Following the 38-25 win over Atlanta, Seahawks coach Pete Carroll went to the podium for about 19 minutes. He praised his team’s effort, then mentioned that Wilson had “perhaps his best game throwing-wise” that he could have.
This wasn’t hyperbole. Wilson completed 31 of 35 passes for 322 yards and four touchdowns while throwing no interceptions and posting a quarterback rating of 143.1. And that stat line might not do his accuracy justice, as he had two balls dropped by DK Metcalf (one was slightly behind him), another one tipped, and just one underthrown.
And yet, when the coach stood up there in front of the reporters, there wasn’t one question about the mind-blowing nature of Wilson’s performance. The reason? He has normalized the spectacular.
We scribes really don’t want to write about the same person all the time, which is making Wilson a bit annoying. You want to spread the ink around for the sake of variety, but when one guy takes what would otherwise be a career day and makes it routine, it’s hard to stay away.

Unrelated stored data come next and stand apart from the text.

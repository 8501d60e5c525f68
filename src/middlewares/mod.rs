pub mod auth;

pub use auth::{auth_middleware, AuthUser};
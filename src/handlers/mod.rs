pub mod auth;
pub mod comment;
pub mod common;
pub mod project;
pub mod reply;

pub use auth::{login, me, register, AuthResponse, LoginRequest, RegisterRequest, UserEnvelope};
pub use comment::{
    create_comment, delete_comment, list_comments, update_comment, CommentEnvelope,
    CommentListEnvelope, CommentUpdateEnvelope, CreateCommentRequest, ListCommentsRequest,
    UpdateCommentRequest,
};
pub use common::{require_field, require_message, MessageResponse};
pub use project::{
    create_project, delete_project, get_project, list_projects, update_project,
    CreateProjectRequest, ProjectDetailEnvelope, ProjectEnvelope, ProjectListEnvelope,
    UpdateProjectRequest,
};
pub use reply::{
    create_reply, delete_reply, list_replies, update_reply, CreateReplyRequest,
    ListRepliesRequest, ReplyEnvelope, ReplyListEnvelope, ReplyUpdateEnvelope, UpdateReplyRequest,
};
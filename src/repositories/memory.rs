use async_trait::async_trait;
use bson::oid::ObjectId;
use std::collections::HashMap;
use std::sync::Arc;
use tokio::sync::Mutex;

use crate::error::AppResult;
use crate::models::{
    Comment, CommentAuthor, CommentWithContext, CreateProject, CreateUser, ParentComment,
    ParentProject, Project, ProjectDetail, ProjectWithOwner, PublicUser, Reply, ReplyAuthor,
    ReplyWithContext, User,
};
use crate::repositories::{CommentStore, ProjectStore, ReplyStore, UserStore};

/// In-memory store for unit testing
#[derive(Clone)]
pub struct InMemoryStore {
    inner: Arc<Mutex<InMemoryStoreInner>>,
}

#[derive(Default)]
struct InMemoryStoreInner {
    users: HashMap<ObjectId, User>,
    projects: HashMap<ObjectId, Project>,
    comments: HashMap<ObjectId, Comment>,
    replies: HashMap<ObjectId, Reply>,
}

impl InMemoryStore {
    pub fn new() -> Self {
        Self {
            inner: Arc::new(Mutex::new(InMemoryStoreInner::default())),
        }
    }
}

impl Default for InMemoryStore {
    fn default() -> Self {
        Self::new()
    }
}

impl InMemoryStoreInner {
    fn public_user(&self, id: ObjectId) -> Option<PublicUser> {
        self.users.get(&id).map(|user| PublicUser {
            id: user.id,
            username: user.username.clone(),
            email: user.email.clone(),
        })
    }
}

#[async_trait]
impl UserStore for InMemoryStore {
    async fn create_user(&self, user: CreateUser) -> AppResult<User> {
        let now = bson::DateTime::now();
        let user = User {
            id: ObjectId::new(),
            username: user.username,
            email: user.email,
            password_hash: user.password_hash,
            created_at: now,
            updated_at: now,
        };
        let mut inner = self.inner.lock().await;
        inner.users.insert(user.id, user.clone());
        Ok(user)
    }

    async fn find_user_by_id(&self, id: ObjectId) -> AppResult<Option<User>> {
        let inner = self.inner.lock().await;
        Ok(inner.users.get(&id).cloned())
    }

    async fn find_user_by_email(&self, email: &str) -> AppResult<Option<User>> {
        let inner = self.inner.lock().await;
        Ok(inner.users.values().find(|u| u.email == email).cloned())
    }

    async fn find_user_by_username_or_email(
        &self,
        username: &str,
        email: &str,
    ) -> AppResult<Option<User>> {
        let inner = self.inner.lock().await;
        Ok(inner
            .users
            .values()
            .find(|u| u.username == username || u.email == email)
            .cloned())
    }
}

#[async_trait]
impl ProjectStore for InMemoryStore {
    async fn create_project(&self, project: CreateProject) -> AppResult<Project> {
        let now = bson::DateTime::now();
        let project = Project {
            id: ObjectId::new(),
            title: project.title,
            description: project.description,
            owner: project.owner,
            likes: project.likes,
            code_url: project.code_url,
            hosted_url: project.hosted_url,
            created_at: now,
            updated_at: now,
        };
        let mut inner = self.inner.lock().await;
        inner.projects.insert(project.id, project.clone());
        Ok(project)
    }

    async fn find_project_by_id(&self, id: ObjectId) -> AppResult<Option<Project>> {
        let inner = self.inner.lock().await;
        Ok(inner.projects.get(&id).cloned())
    }

    async fn find_project_by_owner_and_title(
        &self,
        owner: ObjectId,
        title: &str,
    ) -> AppResult<Option<Project>> {
        let inner = self.inner.lock().await;
        Ok(inner
            .projects
            .values()
            .find(|p| p.owner == owner && p.title == title)
            .cloned())
    }

    async fn list_projects_with_owner(&self) -> AppResult<Vec<ProjectWithOwner>> {
        let inner = self.inner.lock().await;
        let mut projects: Vec<ProjectWithOwner> = inner
            .projects
            .values()
            .map(|p| ProjectWithOwner {
                id: p.id,
                title: p.title.clone(),
                description: p.description.clone(),
                owner: p.owner,
                likes: p.likes,
                code_url: p.code_url.clone(),
                hosted_url: p.hosted_url.clone(),
                created_at: p.created_at,
                updated_at: p.updated_at,
                user: inner.public_user(p.owner),
            })
            .collect();

        // HashMap iteration order is arbitrary; present insertion order
        projects.sort_by(|a, b| (a.created_at, a.id).cmp(&(b.created_at, b.id)));

        Ok(projects)
    }

    async fn project_detail(&self, id: ObjectId) -> AppResult<Option<ProjectDetail>> {
        let inner = self.inner.lock().await;
        Ok(inner.projects.get(&id).map(|p| ProjectDetail {
            id: p.id,
            title: p.title.clone(),
            description: p.description.clone(),
            created_by_user: inner.public_user(p.owner),
            likes: p.likes,
            code_url: p.code_url.clone(),
            hosted_url: p.hosted_url.clone(),
        }))
    }

    async fn save_project(&self, project: &Project) -> AppResult<()> {
        let mut inner = self.inner.lock().await;
        inner.projects.insert(project.id, project.clone());
        Ok(())
    }

    async fn delete_project(&self, id: ObjectId) -> AppResult<()> {
        let mut inner = self.inner.lock().await;
        inner.projects.remove(&id);
        Ok(())
    }
}

#[async_trait]
impl CommentStore for InMemoryStore {
    async fn create_comment(
        &self,
        message: &str,
        by_user: ObjectId,
        to_project: ObjectId,
    ) -> AppResult<Comment> {
        let now = bson::DateTime::now();
        let comment = Comment {
            id: ObjectId::new(),
            message: message.to_string(),
            by_user,
            to_project,
            created_at: now,
            updated_at: now,
        };
        let mut inner = self.inner.lock().await;
        inner.comments.insert(comment.id, comment.clone());
        Ok(comment)
    }

    async fn find_comment_by_id(&self, id: ObjectId) -> AppResult<Option<Comment>> {
        let inner = self.inner.lock().await;
        Ok(inner.comments.get(&id).cloned())
    }

    async fn list_comments_for_project(
        &self,
        project_id: ObjectId,
    ) -> AppResult<Vec<CommentWithContext>> {
        let inner = self.inner.lock().await;
        let mut comments: Vec<CommentWithContext> = inner
            .comments
            .values()
            .filter(|c| c.to_project == project_id)
            .map(|c| CommentWithContext {
                id: c.id,
                message: c.message.clone(),
                by_user: c.by_user,
                to_project: c.to_project,
                created_at: c.created_at,
                updated_at: c.updated_at,
                comment_by_user: inner.users.get(&c.by_user).map(|u| CommentAuthor {
                    id: u.id,
                    username: u.username.clone(),
                }),
                comment_to_project: inner.projects.get(&c.to_project).map(|p| ParentProject {
                    id: p.id,
                    title: p.title.clone(),
                }),
            })
            .collect();

        comments.sort_by(|a, b| (a.created_at, a.id).cmp(&(b.created_at, b.id)));

        Ok(comments)
    }

    async fn save_comment(&self, comment: &Comment) -> AppResult<()> {
        let mut inner = self.inner.lock().await;
        inner.comments.insert(comment.id, comment.clone());
        Ok(())
    }

    async fn delete_comment(&self, id: ObjectId) -> AppResult<()> {
        let mut inner = self.inner.lock().await;
        inner.comments.remove(&id);
        Ok(())
    }
}

#[async_trait]
impl ReplyStore for InMemoryStore {
    async fn create_reply(
        &self,
        message: &str,
        by_user: ObjectId,
        to_comment: ObjectId,
    ) -> AppResult<Reply> {
        let now = bson::DateTime::now();
        let reply = Reply {
            id: ObjectId::new(),
            message: message.to_string(),
            by_user,
            to_comment,
            created_at: now,
            updated_at: now,
        };
        let mut inner = self.inner.lock().await;
        inner.replies.insert(reply.id, reply.clone());
        Ok(reply)
    }

    async fn find_reply_by_id(&self, id: ObjectId) -> AppResult<Option<Reply>> {
        let inner = self.inner.lock().await;
        Ok(inner.replies.get(&id).cloned())
    }

    async fn list_replies_for_comment(
        &self,
        comment_id: ObjectId,
    ) -> AppResult<Vec<ReplyWithContext>> {
        let inner = self.inner.lock().await;
        let mut replies: Vec<ReplyWithContext> = inner
            .replies
            .values()
            .filter(|r| r.to_comment == comment_id)
            .map(|r| ReplyWithContext {
                id: r.id,
                message: r.message.clone(),
                by_user: r.by_user,
                to_comment: r.to_comment,
                created_at: r.created_at,
                updated_at: r.updated_at,
                reply_by_user: inner.users.get(&r.by_user).map(|u| ReplyAuthor {
                    id: u.id,
                    username: u.username.clone(),
                }),
                reply_to_comment: inner.comments.get(&r.to_comment).map(|c| ParentComment {
                    id: c.id,
                    message: c.message.clone(),
                }),
            })
            .collect();

        replies.sort_by(|a, b| (a.created_at, a.id).cmp(&(b.created_at, b.id)));

        Ok(replies)
    }

    async fn save_reply(&self, reply: &Reply) -> AppResult<()> {
        let mut inner = self.inner.lock().await;
        inner.replies.insert(reply.id, reply.clone());
        Ok(())
    }

    async fn delete_reply(&self, id: ObjectId) -> AppResult<()> {
        let mut inner = self.inner.lock().await;
        inner.replies.remove(&id);
        Ok(())
    }
}
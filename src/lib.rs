// Library crate for DevShelf
// Exports modules for use by the server binary and tests

pub mod config;
pub mod error;
pub mod handlers;
pub mod middlewares;
pub mod models;
pub mod repositories;
pub mod services;
pub mod state;

use axum::{
    middleware,
    routing::{delete, get, post, put},
    Router,
};
use tower_http::{cors::CorsLayer, trace::TraceLayer};

use crate::handlers::{
    create_comment, create_project, create_reply, delete_comment, delete_project, delete_reply,
    get_project, list_comments, list_projects, list_replies, login, me, register, update_comment,
    update_project, update_reply,
};
use crate::middlewares::auth_middleware;
use crate::state::AppState;

/// Build the application router with the given state
pub fn build_router(state: AppState) -> Router {
    // Protected routes (require authentication)
    let protected_routes = Router::new()
        // Auth routes
        .route("/api/auth/me", get(me))
        // Project routes
        .route("/api/projects", post(create_project))
        .route("/api/projects/{id}", put(update_project))
        .route("/api/projects/{id}", delete(delete_project))
        // Comment routes
        .route("/api/comments", get(list_comments))
        .route("/api/comments", post(create_comment))
        .route("/api/comments/{id}", put(update_comment))
        .route("/api/comments/{id}", delete(delete_comment))
        // Reply routes
        .route("/api/replies", get(list_replies))
        .route("/api/replies", post(create_reply))
        .route("/api/replies/{id}", put(update_reply))
        .route("/api/replies/{id}", delete(delete_reply))
        .route_layer(middleware::from_fn_with_state(
            state.clone(),
            auth_middleware,
        ));

    Router::new()
        .route("/", get(|| async { "DevShelf API" }))
        // Public auth routes
        .route("/api/auth/register", post(register))
        .route("/api/auth/login", post(login))
        // Public project reads
        .route("/api/projects", get(list_projects))
        .route("/api/projects/{id}", get(get_project))
        // Protected routes
        .merge(protected_routes)
        .layer(TraceLayer::new_for_http())
        .layer(CorsLayer::permissive())
        .with_state(state)
}
use axum::{
    extract::{Path, State},
    Json,
};
use bson::oid::ObjectId;
use serde::{Deserialize, Serialize};
use utoipa::ToSchema;

use crate::error::{AppError, AppResult};
use crate::handlers::common::{require_field, require_message, MessageResponse};
use crate::middlewares::AuthUser;
use crate::models::{ParentComment, Reply, ReplyAuthor, ReplyWithContext};
use crate::repositories::{CommentStore, ReplyStore};
use crate::state::AppState;

// ============ Request/Response DTOs ============

#[derive(Debug, Deserialize, ToSchema)]
pub struct ListRepliesRequest {
    #[serde(rename = "commentId")]
    pub comment_id: Option<String>,
}

#[derive(Debug, Deserialize, ToSchema)]
pub struct CreateReplyRequest {
    #[serde(rename = "commentId")]
    pub comment_id: Option<String>,
    pub message: Option<String>,
}

#[derive(Debug, Deserialize, ToSchema)]
pub struct UpdateReplyRequest {
    #[serde(rename = "commentId")]
    pub comment_id: Option<String>,
    pub message: Option<String>,
}

#[derive(Debug, Serialize, ToSchema)]
pub struct ReplyResponse {
    pub id: String,
    pub message: String,
    #[serde(rename = "byUser")]
    pub by_user: String,
    #[serde(rename = "toComment")]
    pub to_comment: String,
    #[serde(rename = "createdAt")]
    pub created_at: String,
    #[serde(rename = "updatedAt")]
    pub updated_at: String,
}

impl From<Reply> for ReplyResponse {
    fn from(r: Reply) -> Self {
        Self {
            id: r.id.to_hex(),
            message: r.message,
            by_user: r.by_user.to_hex(),
            to_comment: r.to_comment.to_hex(),
            created_at: r.created_at.try_to_rfc3339_string().unwrap_or_default(),
            updated_at: r.updated_at.try_to_rfc3339_string().unwrap_or_default(),
        }
    }
}

#[derive(Debug, Serialize, ToSchema)]
pub struct ReplyAuthorResponse {
    pub id: String,
    pub username: String,
}

impl From<ReplyAuthor> for ReplyAuthorResponse {
    fn from(a: ReplyAuthor) -> Self {
        Self {
            id: a.id.to_hex(),
            username: a.username,
        }
    }
}

#[derive(Debug, Serialize, ToSchema)]
pub struct ParentCommentResponse {
    pub id: String,
    pub message: String,
}

impl From<ParentComment> for ParentCommentResponse {
    fn from(c: ParentComment) -> Self {
        Self {
            id: c.id.to_hex(),
            message: c.message,
        }
    }
}

/// Listing element: reply fields plus the joined author and parent comment
#[derive(Debug, Serialize, ToSchema)]
pub struct ReplyWithContextResponse {
    pub id: String,
    pub message: String,
    #[serde(rename = "byUser")]
    pub by_user: String,
    #[serde(rename = "toComment")]
    pub to_comment: String,
    #[serde(rename = "createdAt")]
    pub created_at: String,
    #[serde(rename = "updatedAt")]
    pub updated_at: String,
    #[serde(rename = "replyByUser", skip_serializing_if = "Option::is_none")]
    pub reply_by_user: Option<ReplyAuthorResponse>,
    #[serde(rename = "replyToComment", skip_serializing_if = "Option::is_none")]
    pub reply_to_comment: Option<ParentCommentResponse>,
}

impl From<ReplyWithContext> for ReplyWithContextResponse {
    fn from(r: ReplyWithContext) -> Self {
        Self {
            id: r.id.to_hex(),
            message: r.message,
            by_user: r.by_user.to_hex(),
            to_comment: r.to_comment.to_hex(),
            created_at: r.created_at.try_to_rfc3339_string().unwrap_or_default(),
            updated_at: r.updated_at.try_to_rfc3339_string().unwrap_or_default(),
            reply_by_user: r.reply_by_user.map(Into::into),
            reply_to_comment: r.reply_to_comment.map(Into::into),
        }
    }
}

/// `{ message, replies }` listing envelope
#[derive(Debug, Serialize, ToSchema)]
pub struct ReplyListEnvelope {
    pub message: String,
    pub replies: Vec<ReplyWithContextResponse>,
}

/// `{ message, reply }` envelope returned by create
#[derive(Debug, Serialize, ToSchema)]
pub struct ReplyEnvelope {
    pub message: String,
    pub reply: ReplyResponse,
}

/// Narrow reply shape returned by update
#[derive(Debug, Serialize, ToSchema)]
pub struct UpdatedReplyResponse {
    pub message: String,
    pub id: String,
}

/// `{ message, reply }` envelope returned by update
#[derive(Debug, Serialize, ToSchema)]
pub struct ReplyUpdateEnvelope {
    pub message: String,
    pub reply: UpdatedReplyResponse,
}

// ============ Handlers ============

/// List all replies to a comment
#[utoipa::path(
    get,
    path = "/api/replies",
    request_body = ListRepliesRequest,
    responses(
        (status = 200, description = "Replies with author and comment info", body = ReplyListEnvelope),
        (status = 401, description = "Missing or invalid comment ID"),
        (status = 404, description = "No replies for this comment")
    ),
    security(
        ("bearer_auth" = [])
    ),
    tag = "Replies"
)]
pub async fn list_replies(
    _user: AuthUser,
    State(state): State<AppState>,
    Json(payload): Json<ListRepliesRequest>,
) -> AppResult<Json<ReplyListEnvelope>> {
    let comment_id = require_field(payload.comment_id, "Invalid request")?;
    let comment_id = ObjectId::parse_str(&comment_id)
        .map_err(|_| AppError::InvalidRequest("Invalid request".to_string()))?;

    let replies = state.store.list_replies_for_comment(comment_id).await?;

    // A comment with no replies is reported as missing, not as an empty list
    if replies.is_empty() {
        return Err(AppError::NotFound("Replies".to_string()));
    }

    Ok(Json(ReplyListEnvelope {
        message: "Success".to_string(),
        replies: replies.into_iter().map(Into::into).collect(),
    }))
}

/// Reply to a comment
#[utoipa::path(
    post,
    path = "/api/replies",
    request_body = CreateReplyRequest,
    responses(
        (status = 200, description = "Reply created successfully", body = ReplyEnvelope),
        (status = 401, description = "Missing fields or unknown comment")
    ),
    security(
        ("bearer_auth" = [])
    ),
    tag = "Replies"
)]
pub async fn create_reply(
    user: AuthUser,
    State(state): State<AppState>,
    Json(payload): Json<CreateReplyRequest>,
) -> AppResult<Json<ReplyEnvelope>> {
    let comment_id = require_field(payload.comment_id, "Invalid request")?;
    let message = require_message(payload.message, "Write reply message")?;

    // The parent comment must exist before a reply is attached to it
    let comment_id = ObjectId::parse_str(&comment_id)
        .map_err(|_| AppError::InvalidRequest("Invalid comment".to_string()))?;
    let comment = state
        .store
        .find_comment_by_id(comment_id)
        .await?
        .ok_or_else(|| AppError::InvalidRequest("Invalid comment".to_string()))?;

    let reply = state.store.create_reply(&message, user.id, comment.id).await?;

    Ok(Json(ReplyEnvelope {
        message: "Reply created successfully".to_string(),
        reply: reply.into(),
    }))
}

/// Update an own reply's message
#[utoipa::path(
    put,
    path = "/api/replies/{id}",
    params(
        ("id" = String, Path, description = "Reply ID")
    ),
    request_body = UpdateReplyRequest,
    responses(
        (status = 200, description = "Reply updated successfully", body = ReplyUpdateEnvelope),
        (status = 401, description = "Missing fields, unknown reply or caller is not the author")
    ),
    security(
        ("bearer_auth" = [])
    ),
    tag = "Replies"
)]
pub async fn update_reply(
    user: AuthUser,
    State(state): State<AppState>,
    Path(id): Path<String>,
    Json(payload): Json<UpdateReplyRequest>,
) -> AppResult<Json<ReplyUpdateEnvelope>> {
    // commentId must accompany the update though only its presence matters
    require_field(payload.comment_id, "Invalid request")?;
    let message = require_message(payload.message, "Write reply message")?;

    let id = ObjectId::parse_str(&id)
        .map_err(|_| AppError::InvalidRequest("Invalid reply".to_string()))?;
    let mut reply = state
        .store
        .find_reply_by_id(id)
        .await?
        .ok_or_else(|| AppError::InvalidRequest("Invalid reply".to_string()))?;

    if reply.by_user != user.id {
        return Err(AppError::Unauthorized);
    }

    reply.message = message;
    reply.updated_at = bson::DateTime::now();
    state.store.save_reply(&reply).await?;

    // Narrow response shape; the rest of the record stays private
    Ok(Json(ReplyUpdateEnvelope {
        message: "Reply updated successfully".to_string(),
        reply: UpdatedReplyResponse {
            message: reply.message,
            id: reply.id.to_hex(),
        },
    }))
}

/// Delete an own reply
#[utoipa::path(
    delete,
    path = "/api/replies/{id}",
    params(
        ("id" = String, Path, description = "Reply ID")
    ),
    responses(
        (status = 200, description = "Reply deleted successfully", body = MessageResponse),
        (status = 401, description = "Unknown reply or caller is not the author")
    ),
    security(
        ("bearer_auth" = [])
    ),
    tag = "Replies"
)]
pub async fn delete_reply(
    user: AuthUser,
    State(state): State<AppState>,
    Path(id): Path<String>,
) -> AppResult<Json<MessageResponse>> {
    let id = ObjectId::parse_str(&id)
        .map_err(|_| AppError::InvalidRequest("Invalid reply".to_string()))?;

    let reply = state
        .store
        .find_reply_by_id(id)
        .await?
        .ok_or_else(|| AppError::InvalidRequest("Invalid reply".to_string()))?;

    if reply.by_user != user.id {
        return Err(AppError::Unauthorized);
    }

    state.store.delete_reply(id).await?;

    Ok(Json(MessageResponse::new("Reply deleted successfully")))
}
//! Sort specifications and pagination, compiled to `order by` / `limit` clauses.
//!
//! Missing values (including foreign keys with no related row) are the lowest
//! value: first ascending, last descending. Every order ends with the key
//! column of the scope so pages never shuffle between calls.

use rusqlite::types::Value as SqlValue;
use serde::{Deserialize, Serialize};
use std::fmt;
use std::str::FromStr;
use tracing::debug;

use crate::construct::EntityKind;
use crate::criteria::{Compiler, Path, Purpose, Scope};
use crate::entry::FieldKind;
use crate::error::{CatalogError, Result};

#[derive(Clone, Copy, Debug, Default, PartialEq, Eq, Hash, Serialize, Deserialize)]
#[serde(rename_all = "lowercase")]
pub enum Direction {
    #[default]
    Asc,
    Desc,
}

impl Direction {
    fn sql(&self) -> &'static str {
        match self {
            Direction::Asc => "asc nulls first",
            Direction::Desc => "desc nulls last",
        }
    }
}
impl fmt::Display for Direction {
    fn fmt(&self, f: &mut fmt::Formatter) -> fmt::Result {
        match self {
            Direction::Asc => write!(f, "asc"),
            Direction::Desc => write!(f, "desc"),
        }
    }
}
impl FromStr for Direction {
    type Err = CatalogError;
    fn from_str(s: &str) -> Result<Self> {
        match s.trim().to_lowercase().as_str() {
            "asc" | "ascending" => Ok(Direction::Asc),
            "desc" | "descending" => Ok(Direction::Desc),
            other => Err(CatalogError::Criteria(format!("'{}' is not a sort direction", other))),
        }
    }
}

#[derive(Clone, Debug, PartialEq, Eq)]
pub enum SortSpec {
    /// The natural default order of the entity (or of the relation, for
    /// related finders) in the given direction.
    Preferred(Direction),
    Props(Vec<(String, Direction)>),
}

impl Default for SortSpec {
    fn default() -> Self {
        SortSpec::Preferred(Direction::Asc)
    }
}

#[derive(Clone, Debug, Default, PartialEq, Eq)]
pub struct QueryOptions {
    pub offset: usize,
    pub max_count: Option<usize>,
    pub sort: SortSpec,
}

impl QueryOptions {
    pub fn new() -> Self {
        Self::default()
    }
    pub fn offset(mut self, offset: usize) -> Self {
        self.offset = offset;
        self
    }
    pub fn max_count(mut self, max_count: usize) -> Self {
        self.max_count = Some(max_count);
        self
    }
    pub fn preferred(mut self, direction: Direction) -> Self {
        self.sort = SortSpec::Preferred(direction);
        self
    }
    /// Appends a sort key; replaces a preferred order.
    pub fn sort_by(mut self, property: &str, direction: Direction) -> Self {
        match &mut self.sort {
            SortSpec::Props(props) => props.push((property.to_string(), direction)),
            SortSpec::Preferred(_) => self.sort = SortSpec::Props(vec![(property.to_string(), direction)]),
        }
        self
    }

    /// `limit ? offset ?` with its two parameters; no maximum is `-1`.
    pub(crate) fn limit_clause(&self) -> (&'static str, Vec<SqlValue>) {
        let limit = self.max_count.map(|n| n as i64).unwrap_or(-1);
        (
            "limit ? offset ?",
            vec![SqlValue::Integer(limit), SqlValue::Integer(self.offset as i64)],
        )
    }
}

pub fn default_sort_property(kind: EntityKind) -> Option<&'static str> {
    match kind {
        EntityKind::Resource | EntityKind::Group => Some("titleSort"),
        EntityKind::Person => Some("nameSort"),
        EntityKind::GroupType => Some("name"),
        EntityKind::ObjectRelation => Some("tag"),
        EntityKind::PersonRelation | EntityKind::GroupRelation => None,
    }
}

fn key_expression(path: &Path) -> String {
    let spec = path.spec();
    let mut expression = match path {
        Path::Column { column, .. } => column.clone(),
        Path::Foreign {
            from,
            condition,
            order,
            column,
            ..
        } => format!(
            "(select {} from {} where {} order by {} limit 1)",
            column, from, condition, order
        ),
    };
    if spec.kind == FieldKind::Index {
        expression = format!("nullif({}, -1)", expression);
    }
    if spec.nocase {
        expression.push_str(" collate nocase");
    }
    expression
}

/// Compile `sort` to an `order by` clause over `scope`. `declared` is the
/// relation's own order, used for a preferred sort of related finders.
pub(crate) fn order_by(
    compiler: &mut Compiler,
    scope: &Scope,
    sort: &SortSpec,
    declared: Option<&str>,
) -> Result<String> {
    let mut keys = Vec::new();
    let props = match sort {
        SortSpec::Preferred(direction) => match declared {
            Some(declared) => {
                keys.push(format!("{} {}", declared, direction.sql()));
                Vec::new()
            }
            None => default_sort_property(scope.kind)
                .map(|p| vec![(p.to_string(), *direction)])
                .unwrap_or_default(),
        },
        SortSpec::Props(props) => props.clone(),
    };
    let mut seen: Vec<String> = Vec::new();
    for (property, direction) in &props {
        let path = compiler.resolve(scope, property, Purpose::Sort)?;
        let key = path.key();
        if seen.contains(&key) {
            return Err(CatalogError::Criteria(format!(
                "property '{}' is sorted more than once",
                property
            )));
        }
        seen.push(key);
        keys.push(format!("{} {}", key_expression(&path), direction.sql()));
    }
    keys.push(format!("{}.{}", scope.alias, scope.kind.key_column()));
    if let Some((_, link)) = &scope.link {
        keys.push(format!("{}.rowid", link));
    }
    Ok(format!("order by {}", keys.join(", ")))
}

/// Compile a sort for a finder over `kind`.
pub fn compile_sort(kind: EntityKind, sort: &SortSpec) -> Result<String> {
    let mut compiler = Compiler::new();
    let sql = order_by(&mut compiler, &Scope::entity(kind), sort, None)?;
    debug!(%kind, sql = %sql, "compiled sort");
    Ok(sql)
}

#[cfg(test)]
mod tests {
    use super::*;

    #[test]
    fn preferred_uses_the_natural_property() {
        let sql = compile_sort(EntityKind::Resource, &SortSpec::default()).unwrap();
        assert_eq!(sql, "order by o.title_sort collate nocase asc nulls first, o.uuid");
        let sql = compile_sort(EntityKind::ObjectRelation, &SortSpec::Preferred(Direction::Desc)).unwrap();
        assert_eq!(sql, "order by o.tag collate nocase desc nulls last, o.id");
    }

    #[test]
    fn foreign_keys_take_the_first_related_row() {
        let spec = SortSpec::Props(vec![("authors".into(), Direction::Asc)]);
        let sql = compile_sort(EntityKind::Resource, &spec).unwrap();
        assert!(sql.starts_with("order by (select t1.name_sort from res_persons x1"));
        assert!(sql.contains("order by x1.rowid limit 1) collate nocase asc nulls first"));
        let spec = SortSpec::Props(vec![("series#groupIndex".into(), Direction::Desc)]);
        let sql = compile_sort(EntityKind::Resource, &spec).unwrap();
        assert!(sql.starts_with("order by nullif((select x1.group_index"));
    }

    #[test]
    fn same_property_twice_is_rejected() {
        let spec = SortSpec::Props(vec![
            ("authors".into(), Direction::Asc),
            ("authors#nameSort".into(), Direction::Desc),
        ]);
        assert!(matches!(
            compile_sort(EntityKind::Resource, &spec),
            Err(CatalogError::Criteria(_))
        ));
        let spec = SortSpec::Props(vec![("rating".into(), Direction::Asc), ("rating".into(), Direction::Asc)]);
        assert!(compile_sort(EntityKind::Resource, &spec).is_err());
    }

    #[test]
    fn options_build_limits() {
        let options = QueryOptions::new().offset(20).max_count(10).sort_by("title", Direction::Desc);
        let (clause, params) = options.limit_clause();
        assert_eq!(clause, "limit ? offset ?");
        assert_eq!(params, vec![SqlValue::Integer(10), SqlValue::Integer(20)]);
        assert_eq!(options.sort, SortSpec::Props(vec![("title".into(), Direction::Desc)]));
        assert_eq!(QueryOptions::new().limit_clause().1[0], SqlValue::Integer(-1));
        assert_eq!("DESC".parse::<Direction>().unwrap(), Direction::Desc);
    }
}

Asked about Seattle’s offensive prowess after the game, first-year Seahawks safety Jamal Adams quipped, “I’m not used to it.” But when it comes to Wilson’s mammoth games, the rest of us are.
Sunday’s game got off to an inauspicious start for the Seahawks when, after Atlanta went up 3-0 on its opening drive, Wilson took a 9-yard sack on his first play from scrimmage. The next play? A 15-yard strike to Tyler Lockett. The play after that? A 9-yard first-down completion to Greg Olsen. What followed were five consecutive completions and a touchdown pass to Chris Carson.
It only got better from there.
Wilson’s finest play came in the third quarter, when he hit Metcalf in stride for a 38-yard touchdown pass on fourth-and-five. This, more than any other moment Sunday, signified the danger opponents face whenever he is on the field.
He isn’t just going to get the first down — he’s going to hang six on you, too.
That TD pass also seemed to spawn a rare instance of postgame trash-talk from the 31-year-old.
“They made a good stop on third down, and they were all celebrating, so I kind of just looked at the sideline and said, ‘Let’s go after ’em,’ ” Wilson said during a postgame Zoom video call.
Granted, that’s not quite Conor McGregor brashness, but it was Wilson’s way of saying “Let’s shut these guys up.”
Carroll has said for a while that Wilson has been fantastic throughout training camp, which has become the expectation. But the emphasis he has put on that over the past few weeks makes you wonder if he had seen something even better from Wilson over these past few weeks than he had in years past.
If so, Sunday would have spoken to that. Wilson’s 88.57 completion percentage was the highest in his eight-plus-year career, and that was with two drops.
“He’s just so efficient and so good with his decision-making and accuracy and all those things. And then around him, we have a lot of different guys that can contribute,” said Olsen, who was one of nine Seahawks to catch a pass from Wilson on Sunday. “It was kind of cool to see the ball spread around to so many different guys. That puts a lot of pressure on defenses.”
“Puts pressure” on defenses is the diplomatic way to say it. Strikes terror is just as accurate.
On Sunday night, the Seahawks will host the Patriots, who had the NFL’s top defense last year and held Miami to 11 points in their season opener. How Wilson will perform is TBD, but he’s capable of posting another interception-free game in which he completes 80% of his passes and tosses three or four touchdowns.
The logical response to such a game would be “wow!” But those have become so commonplace that the more likely response is “meh.”